Stored dataset items:
§ §

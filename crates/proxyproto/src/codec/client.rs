use bytes::BytesMut;
use futures::{SinkExt, TryStreamExt};
use tokio::io::{AsyncRead, AsyncWrite};
use tokio_util::codec::{Decoder, Encoder, Framed};
use tracing::trace;

use super::{
    decode_response_body, encode_request_body, split_frame, write_frame, Cursor,
    DEFAULT_MAX_FRAME_SIZE,
};
use crate::errors::{ProtoError, Result};
use crate::messages::{Request, Response};

/// Client half of the codec: encodes requests, decodes responses.
#[derive(Debug, Clone)]
pub struct ResponseCodec {
    max_frame_size: usize,
}

impl ResponseCodec {
    pub fn new(max_frame_size: usize) -> Self {
        ResponseCodec { max_frame_size }
    }
}

impl Default for ResponseCodec {
    fn default() -> Self {
        ResponseCodec::new(DEFAULT_MAX_FRAME_SIZE)
    }
}

impl Encoder<Request> for ResponseCodec {
    type Error = ProtoError;

    fn encode(&mut self, item: Request, dst: &mut BytesMut) -> Result<()> {
        write_frame(dst, self.max_frame_size, |dst| {
            encode_request_body(&item, dst)
        })
    }
}

impl Decoder for ResponseCodec {
    type Item = Response;
    type Error = ProtoError;

    fn decode(&mut self, src: &mut BytesMut) -> Result<Option<Self::Item>> {
        let body = match split_frame(src, self.max_frame_size)? {
            Some(body) => body,
            None => return Ok(None),
        };
        let mut buf = Cursor::new(&body);
        Ok(Some(decode_response_body(&mut buf)?))
    }
}

/// A client side connection that writes requests and reads responses.
pub struct FramedClientConn<C> {
    conn: Framed<C, ResponseCodec>,
}

impl<C> FramedClientConn<C>
where
    C: AsyncRead + AsyncWrite + Unpin,
{
    pub fn new(conn: C) -> Self {
        FramedClientConn {
            conn: Framed::new(conn, ResponseCodec::default()),
        }
    }

    pub async fn send(&mut self, msg: Request) -> Result<()> {
        trace!(kind = %msg.kind, "sending request");
        self.conn.send(msg).await
    }

    /// Reads a single response, erroring if the server hung up.
    pub async fn read(&mut self) -> Result<Response> {
        match self.conn.try_next().await? {
            Some(msg) => {
                trace!(kind = %msg.kind, rows = msg.rows.len(), "read response");
                Ok(msg)
            }
            None => Err(ProtoError::ConnectionClosed),
        }
    }

    /// Send a request and wait for its response.
    pub async fn roundtrip(&mut self, msg: Request) -> Result<Response> {
        self.send(msg).await?;
        self.read().await
    }
}
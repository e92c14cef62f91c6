//! Built in rewrite rules.
use std::borrow::Cow;

use once_cell::sync::Lazy;
use regex::Regex;

use crate::dialect::Dialect;

pub type RuleFn = for<'a> fn(&'a str, Dialect) -> Cow<'a, str>;

/// A named, pure transformation of SQL text for a target dialect.
///
/// Full rules act on a statement as a whole and run before partial rules,
/// which rewrite fragments anywhere in the text.
#[derive(Clone, Copy)]
pub struct RewriteRule {
    pub name: &'static str,
    pub full: bool,
    pub apply: RuleFn,
}

impl std::fmt::Debug for RewriteRule {
    fn fmt(&self, f: &mut std::fmt::Formatter<'_>) -> std::fmt::Result {
        f.debug_struct("RewriteRule")
            .field("name", &self.name)
            .field("full", &self.full)
            .finish()
    }
}

/// Rules applied by [`crate::Rewriter::new`], in order.
pub fn builtin_rules() -> Vec<RewriteRule> {
    vec![
        RewriteRule {
            name: "show_databases",
            full: true,
            apply: show_databases,
        },
        RewriteRule {
            name: "show_tables",
            full: true,
            apply: show_tables,
        },
        RewriteRule {
            name: "backtick_quotes",
            full: false,
            apply: backtick_quotes,
        },
        RewriteRule {
            name: "cast_as_binary",
            full: false,
            apply: cast_as_binary,
        },
    ]
}

static SHOW_DATABASES: Lazy<Regex> =
    Lazy::new(|| Regex::new(r"(?i)^\s*SHOW\s+DATABASES\s*;?\s*$").unwrap());

static SHOW_TABLES: Lazy<Regex> =
    Lazy::new(|| Regex::new(r"(?i)^\s*SHOW\s+TABLES\s*;?\s*$").unwrap());

static CAST_AS_BINARY: Lazy<Regex> =
    Lazy::new(|| Regex::new(r"(?i)CAST\s*\(\s*([^()]+?)\s+AS\s+BINARY\s*\)").unwrap());

pub fn show_databases(sql: &str, dialect: Dialect) -> Cow<'_, str> {
    if !SHOW_DATABASES.is_match(sql) {
        return Cow::Borrowed(sql);
    }
    let replacement = match dialect {
        Dialect::MySql => return Cow::Borrowed(sql),
        Dialect::Snowflake => {
            "SELECT database_name FROM information_schema.databases ORDER BY database_name"
        }
        Dialect::PostgreSql => {
            "SELECT datname AS database_name FROM pg_catalog.pg_database WHERE NOT datistemplate ORDER BY datname"
        }
        Dialect::Sqlite => "SELECT name AS database_name FROM pragma_database_list ORDER BY seq",
        Dialect::Oracle => "SELECT name AS database_name FROM v$database",
    };
    Cow::Borrowed(replacement)
}

pub fn show_tables(sql: &str, dialect: Dialect) -> Cow<'_, str> {
    if !SHOW_TABLES.is_match(sql) {
        return Cow::Borrowed(sql);
    }
    let replacement = match dialect {
        Dialect::MySql => return Cow::Borrowed(sql),
        Dialect::Snowflake => {
            "SELECT table_name FROM information_schema.tables WHERE table_schema = CURRENT_SCHEMA() ORDER BY table_name"
        }
        Dialect::PostgreSql => {
            "SELECT tablename AS table_name FROM pg_catalog.pg_tables WHERE schemaname = current_schema() ORDER BY tablename"
        }
        Dialect::Sqlite => {
            "SELECT name AS table_name FROM sqlite_master WHERE type = 'table' ORDER BY name"
        }
        Dialect::Oracle => "SELECT table_name FROM user_tables ORDER BY table_name",
    };
    Cow::Borrowed(replacement)
}

/// Swap backtick quoted identifiers for double quotes.
///
/// Backticks inside single quoted string literals are left alone.
pub fn backtick_quotes(sql: &str, dialect: Dialect) -> Cow<'_, str> {
    if dialect.accepts_backtick_quotes() || !sql.contains('`') {
        return Cow::Borrowed(sql);
    }

    let mut out = String::with_capacity(sql.len());
    let mut in_literal = false;
    for c in sql.chars() {
        match c {
            '\'' => {
                in_literal = !in_literal;
                out.push(c);
            }
            '`' if !in_literal => out.push('"'),
            c => out.push(c),
        }
    }
    Cow::Owned(out)
}

/// Drop `CAST(x AS BINARY)`, which MySQL uses to force case sensitive
/// comparisons.
pub fn cast_as_binary(sql: &str, dialect: Dialect) -> Cow<'_, str> {
    if dialect == Dialect::MySql {
        return Cow::Borrowed(sql);
    }
    CAST_AS_BINARY.replace_all(sql, "$1")
}
//! Error values that can be sent across the wire.
use std::backtrace::{Backtrace, BacktraceStatus};
use std::fmt;

use crate::errors::ProtoError;

/// Maximum number of stack frames carried by an [`ErrorInfo`].
pub const MAX_STACK_FRAMES: usize = 10;

/// Broad classification of a failure reported by the server.
#[derive(Debug, Clone, Copy, PartialEq, Eq, Hash)]
pub enum ErrorKind {
    ConnectionNotFound,
    StatementNotFound,
    ResultSetNotFound,
    ConnectionExpired,
    Database,
    Protocol,
    Encryption,
    Internal,
}

impl ErrorKind {
    /// Code used when encoding the kind.
    pub const fn code(&self) -> u8 {
        match self {
            ErrorKind::ConnectionNotFound => 1,
            ErrorKind::StatementNotFound => 2,
            ErrorKind::ResultSetNotFound => 3,
            ErrorKind::ConnectionExpired => 4,
            ErrorKind::Database => 5,
            ErrorKind::Protocol => 6,
            ErrorKind::Encryption => 7,
            ErrorKind::Internal => 8,
        }
    }

    /// SQL state reported for this kind when the failure site doesn't provide
    /// its own.
    pub const fn default_sql_state(&self) -> Option<&'static str> {
        match self {
            ErrorKind::ConnectionNotFound => Some("08003"),
            ErrorKind::StatementNotFound => Some("26000"),
            ErrorKind::ResultSetNotFound => Some("07000"),
            ErrorKind::ConnectionExpired => Some("08006"),
            ErrorKind::Protocol => Some("08P01"),
            ErrorKind::Encryption => Some("22000"),
            ErrorKind::Database | ErrorKind::Internal => None,
        }
    }

    pub const fn as_str(&self) -> &'static str {
        match self {
            ErrorKind::ConnectionNotFound => "connection not found",
            ErrorKind::StatementNotFound => "statement not found",
            ErrorKind::ResultSetNotFound => "result set not found",
            ErrorKind::ConnectionExpired => "connection expired",
            ErrorKind::Database => "database error",
            ErrorKind::Protocol => "protocol error",
            ErrorKind::Encryption => "encryption error",
            ErrorKind::Internal => "internal error",
        }
    }
}

impl TryFrom<u8> for ErrorKind {
    type Error = ProtoError;

    fn try_from(value: u8) -> Result<Self, Self::Error> {
        Ok(match value {
            1 => ErrorKind::ConnectionNotFound,
            2 => ErrorKind::StatementNotFound,
            3 => ErrorKind::ResultSetNotFound,
            4 => ErrorKind::ConnectionExpired,
            5 => ErrorKind::Database,
            6 => ErrorKind::Protocol,
            7 => ErrorKind::Encryption,
            8 => ErrorKind::Internal,
            other => return Err(ProtoError::InvalidErrorKind(other)),
        })
    }
}

impl fmt::Display for ErrorKind {
    fn fmt(&self, f: &mut fmt::Formatter<'_>) -> fmt::Result {
        write!(f, "{}", self.as_str())
    }
}

/// A failure captured at its origin.
///
/// Built once where the failure happens and never modified afterwards. The
/// builder methods consume `self` so an `ErrorInfo` can only be shaped before
/// it is handed off.
#[derive(Debug, Clone, PartialEq, Eq)]
pub struct ErrorInfo {
    kind: ErrorKind,
    message: String,
    sql_state: Option<String>,
    error_code: i32,
    stack_trace: Vec<String>,
    cause_message: Option<String>,
}

impl ErrorInfo {
    pub fn new(kind: ErrorKind, message: impl Into<String>) -> Self {
        ErrorInfo {
            kind,
            message: message.into(),
            sql_state: kind.default_sql_state().map(str::to_string),
            error_code: 0,
            stack_trace: Vec::new(),
            cause_message: None,
        }
    }

    /// Rebuild from decoded fields.
    pub(crate) fn from_parts(
        kind: ErrorKind,
        message: String,
        sql_state: Option<String>,
        error_code: i32,
        stack_trace: Vec<String>,
        cause_message: Option<String>,
    ) -> Self {
        ErrorInfo {
            kind,
            message,
            sql_state,
            error_code,
            stack_trace,
            cause_message,
        }
    }

    pub fn with_sql_state(mut self, state: impl Into<String>) -> Self {
        self.sql_state = Some(state.into());
        self
    }

    pub fn with_error_code(mut self, code: i32) -> Self {
        self.error_code = code;
        self
    }

    pub fn with_cause(mut self, cause: impl Into<String>) -> Self {
        self.cause_message = Some(cause.into());
        self
    }

    /// Attach frames, keeping at most [`MAX_STACK_FRAMES`].
    pub fn with_stack_trace<I, S>(mut self, frames: I) -> Self
    where
        I: IntoIterator<Item = S>,
        S: Into<String>,
    {
        self.stack_trace = frames
            .into_iter()
            .take(MAX_STACK_FRAMES)
            .map(Into::into)
            .collect();
        self
    }

    /// Attach the current backtrace if backtrace capture is enabled for the
    /// process (`RUST_BACKTRACE`).
    pub fn with_captured_backtrace(self) -> Self {
        let bt = Backtrace::capture();
        if bt.status() != BacktraceStatus::Captured {
            return self;
        }
        let rendered = bt.to_string();
        let frames: Vec<String> = rendered
            .lines()
            .map(str::trim)
            .filter(|line| !line.is_empty() && !line.starts_with("at "))
            .map(str::to_string)
            .collect();
        self.with_stack_trace(frames)
    }

    pub fn kind(&self) -> ErrorKind {
        self.kind
    }

    pub fn message(&self) -> &str {
        &self.message
    }

    pub fn sql_state(&self) -> Option<&str> {
        self.sql_state.as_deref()
    }

    pub fn error_code(&self) -> i32 {
        self.error_code
    }

    pub fn stack_trace(&self) -> &[String] {
        &self.stack_trace
    }

    pub fn cause_message(&self) -> Option<&str> {
        self.cause_message.as_deref()
    }
}

impl fmt::Display for ErrorInfo {
    fn fmt(&self, f: &mut fmt::Formatter<'_>) -> fmt::Result {
        write!(f, "{}", self.message)?;
        if let Some(state) = &self.sql_state {
            write!(f, " (sql state: {state}")?;
            if self.error_code != 0 {
                write!(f, ", code: {}", self.error_code)?;
            }
            write!(f, ")")?;
        }
        if let Some(cause) = &self.cause_message {
            write!(f, ": {cause}")?;
        }
        Ok(())
    }
}

impl std::error::Error for ErrorInfo {}
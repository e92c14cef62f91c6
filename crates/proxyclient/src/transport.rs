use chrono::{DateTime, Utc};
use proxyproto::codec::client::FramedClientConn;
use proxyproto::messages::{Request, Response};
use tokio::net::{TcpStream, ToSocketAddrs};
use tokio::sync::Mutex;
use tracing::debug;

use crate::errors::{ClientError, Result};

/// A socket to the proxy server carrying one request/response exchange at a
/// time.
pub struct ProxyTransport {
    conn: Mutex<FramedClientConn<TcpStream>>,
}

impl ProxyTransport {
    pub async fn connect(addr: impl ToSocketAddrs) -> Result<Self> {
        let stream = TcpStream::connect(addr).await?;
        stream.set_nodelay(true)?;
        debug!(peer = ?stream.peer_addr().ok(), "connected to proxy");
        Ok(ProxyTransport {
            conn: Mutex::new(FramedClientConn::new(stream)),
        })
    }

    /// Send a request and wait for its response.
    ///
    /// Exception responses are returned as [`ClientError::Server`], and a
    /// response of a different kind than the request is an error.
    pub async fn request(&self, req: Request) -> Result<Response> {
        let expected = req.kind;
        let resp = self.conn.lock().await.roundtrip(req).await?;
        let resp = resp.into_result().map_err(ClientError::Server)?;
        if resp.kind != expected {
            return Err(ClientError::UnexpectedResponse {
                expected,
                got: resp.kind,
            });
        }
        Ok(resp)
    }

    /// Check the server is alive, returning its current time.
    pub async fn ping(&self) -> Result<DateTime<Utc>> {
        let resp = self.request(Request::ping()).await?;
        resp.timestamp
            .and_then(DateTime::from_timestamp_millis)
            .ok_or(ClientError::MalformedResponse("ping response without timestamp"))
    }
}
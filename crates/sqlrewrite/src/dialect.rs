use std::fmt;
use std::str::FromStr;

use crate::errors::RewriteError;

/// Database family a statement is rewritten for.
#[derive(Debug, Clone, Copy, PartialEq, Eq, Hash)]
pub enum Dialect {
    MySql,
    PostgreSql,
    Snowflake,
    Sqlite,
    Oracle,
}

impl Dialect {
    pub const fn as_str(&self) -> &'static str {
        match self {
            Dialect::MySql => "MySQL",
            Dialect::PostgreSql => "PostgreSQL",
            Dialect::Snowflake => "Snowflake",
            Dialect::Sqlite => "SQLite",
            Dialect::Oracle => "Oracle",
        }
    }

    /// Whether identifiers may be quoted with backticks.
    pub const fn accepts_backtick_quotes(&self) -> bool {
        matches!(self, Dialect::MySql | Dialect::Sqlite)
    }
}

impl fmt::Display for Dialect {
    fn fmt(&self, f: &mut fmt::Formatter<'_>) -> fmt::Result {
        write!(f, "{}", self.as_str())
    }
}

impl FromStr for Dialect {
    type Err = RewriteError;

    fn from_str(s: &str) -> Result<Self, Self::Err> {
        Ok(match s.trim().to_ascii_lowercase().as_str() {
            "mysql" => Dialect::MySql,
            "postgres" | "postgresql" | "pg" => Dialect::PostgreSql,
            "snowflake" => Dialect::Snowflake,
            "sqlite" | "sqlite3" => Dialect::Sqlite,
            "oracle" => Dialect::Oracle,
            _ => return Err(RewriteError::UnknownDialect(s.to_string())),
        })
    }
}
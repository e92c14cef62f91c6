use std::collections::BTreeMap;
use std::sync::Arc;

use proxyproto::ids::StatementId;
use proxyproto::messages::Request;
use proxyproto::value::Value;
use tracing::debug;

use crate::connection::ConnShared;
use crate::cursor::ProxyCursor;
use crate::errors::{ClientError, Result};

/// Leading keywords of statements that produce rows.
const ROW_KEYWORDS: &[&str] = &["SELECT", "WITH", "SHOW", "VALUES", "PRAGMA", "EXPLAIN"];

/// Outcome of [`ProxyStatement::execute`].
#[derive(Debug)]
pub enum ExecuteResult {
    Rows(ProxyCursor),
    Updated(i64),
}

/// A statement with locally accumulated parameters.
pub struct ProxyStatement {
    conn: Arc<ConnShared>,
    sql: String,
    params: BTreeMap<u32, Value>,
    fetch_size: i32,
    /// Server statement backing the most recent query.
    server_statement: Option<StatementId>,
    closed: bool,
}

impl ProxyStatement {
    pub(crate) fn new(conn: Arc<ConnShared>, sql: String) -> Self {
        ProxyStatement {
            conn,
            sql,
            params: BTreeMap::new(),
            fetch_size: 0,
            server_statement: None,
            closed: false,
        }
    }

    pub fn sql(&self) -> &str {
        &self.sql
    }

    /// Rows per batch requested from the server. Zero or less uses the
    /// server's default.
    pub fn set_fetch_size(&mut self, rows: i32) {
        self.fetch_size = rows;
    }

    /// Bind a value to a 1-based position.
    pub fn set(&mut self, position: u32, value: impl Into<Value>) -> Result<()> {
        if position == 0 {
            return Err(ClientError::InvalidParameter(position));
        }
        self.params.insert(position, value.into());
        Ok(())
    }

    pub fn set_null(&mut self, position: u32) -> Result<()> {
        self.set(position, Value::Null)
    }

    pub fn clear_parameters(&mut self) {
        self.params.clear();
    }

    pub async fn execute_query(&mut self) -> Result<ProxyCursor> {
        self.ensure_open()?;
        // Re-executing replaces the previous server statement.
        self.release_server_statement().await?;

        let req = Request::execute_query(
            self.conn.id.clone(),
            self.sql.clone(),
            self.params.clone(),
            self.fetch_size,
        );
        let resp = self.conn.transport.request(req).await?;
        self.server_statement = resp.statement_id.clone();
        Ok(ProxyCursor::new(self.conn.clone(), resp, self.fetch_size))
    }

    /// Run the statement, returning the number of affected rows.
    pub async fn execute_update(&mut self) -> Result<i64> {
        self.ensure_open()?;
        let req = Request::execute_update(
            self.conn.id.clone(),
            self.sql.clone(),
            self.params.clone(),
        );
        let resp = self.conn.transport.request(req).await?;
        Ok(resp.update_count)
    }

    /// Run the statement as a query or an update depending on its leading
    /// keyword.
    pub async fn execute(&mut self) -> Result<ExecuteResult> {
        if returns_rows(&self.sql) {
            Ok(ExecuteResult::Rows(self.execute_query().await?))
        } else {
            Ok(ExecuteResult::Updated(self.execute_update().await?))
        }
    }

    pub fn is_closed(&self) -> bool {
        self.closed || self.conn.is_closed()
    }

    /// Close the statement and any cursor it produced.
    ///
    /// Nothing is sent if the owning connection is already closed.
    pub async fn close(&mut self) -> Result<()> {
        if self.closed {
            return Ok(());
        }
        self.closed = true;
        if self.conn.is_closed() {
            return Ok(());
        }
        self.release_server_statement().await
    }

    async fn release_server_statement(&mut self) -> Result<()> {
        if let Some(stmt_id) = self.server_statement.take() {
            debug!(statement_id = %stmt_id, "closing server statement");
            self.conn
                .transport
                .request(Request::close_statement(self.conn.id.clone(), stmt_id))
                .await?;
        }
        Ok(())
    }

    fn ensure_open(&self) -> Result<()> {
        self.conn.ensure_open()?;
        if self.closed {
            return Err(ClientError::StatementClosed);
        }
        Ok(())
    }
}

impl std::fmt::Debug for ProxyStatement {
    fn fmt(&self, f: &mut std::fmt::Formatter<'_>) -> std::fmt::Result {
        f.debug_struct("ProxyStatement")
            .field("conn_id", &self.conn.id)
            .field("sql", &self.sql)
            .field("params", &self.params.len())
            .field("closed", &self.closed)
            .finish()
    }
}

fn returns_rows(sql: &str) -> bool {
    let keyword: String = sql
        .trim_start_matches(|c: char| c.is_whitespace() || c == '(')
        .chars()
        .take_while(|c| c.is_ascii_alphabetic())
        .collect();
    ROW_KEYWORDS
        .iter()
        .any(|k| k.eq_ignore_ascii_case(&keyword))
}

§ §

Return exactly what appears above, from the first line of the entries to the line with "write_frame(dst, self.max_frame_size, |dst|", inclusive.

filename crates/proxyproto/src/codec/client.rs
use bytes::BytesMut;
use futures::{SinkExt, TryStreamExt};
use tokio::io::{AsyncRead, AsyncWrite};
use tokio_util::codec::{Decoder, Encoder, Framed};
use tracing::trace;

use super::{
    decode_response_body, encode_request_body, split_frame, write_frame, Cursor,
    DEFAULT_MAX_FRAME_SIZE,
};
use crate::errors::{ProtoError, Result};
use crate::messages::{Request, Response};

/// Client half of the codec: encodes requests, decodes responses.
#[derive(Debug, Clone)]
pub struct ResponseCodec {
    max_frame_size: usize,
}

impl ResponseCodec {
    pub fn new(max_frame_size: usize) -> Self {
        ResponseCodec { max_frame_size }
    }
}

impl Default for ResponseCodec {
    fn default() -> Self {
        ResponseCodec::new(DEFAULT_MAX_FRAME_SIZE)
    }
}

impl Encoder<Request> for ResponseCodec {
    type Error = ProtoError;

    fn encode(&mut self, item: Request, dst: &mut BytesMut) -> Result<()> {
        write_frame(dst, self.max_frame_size, |dst| {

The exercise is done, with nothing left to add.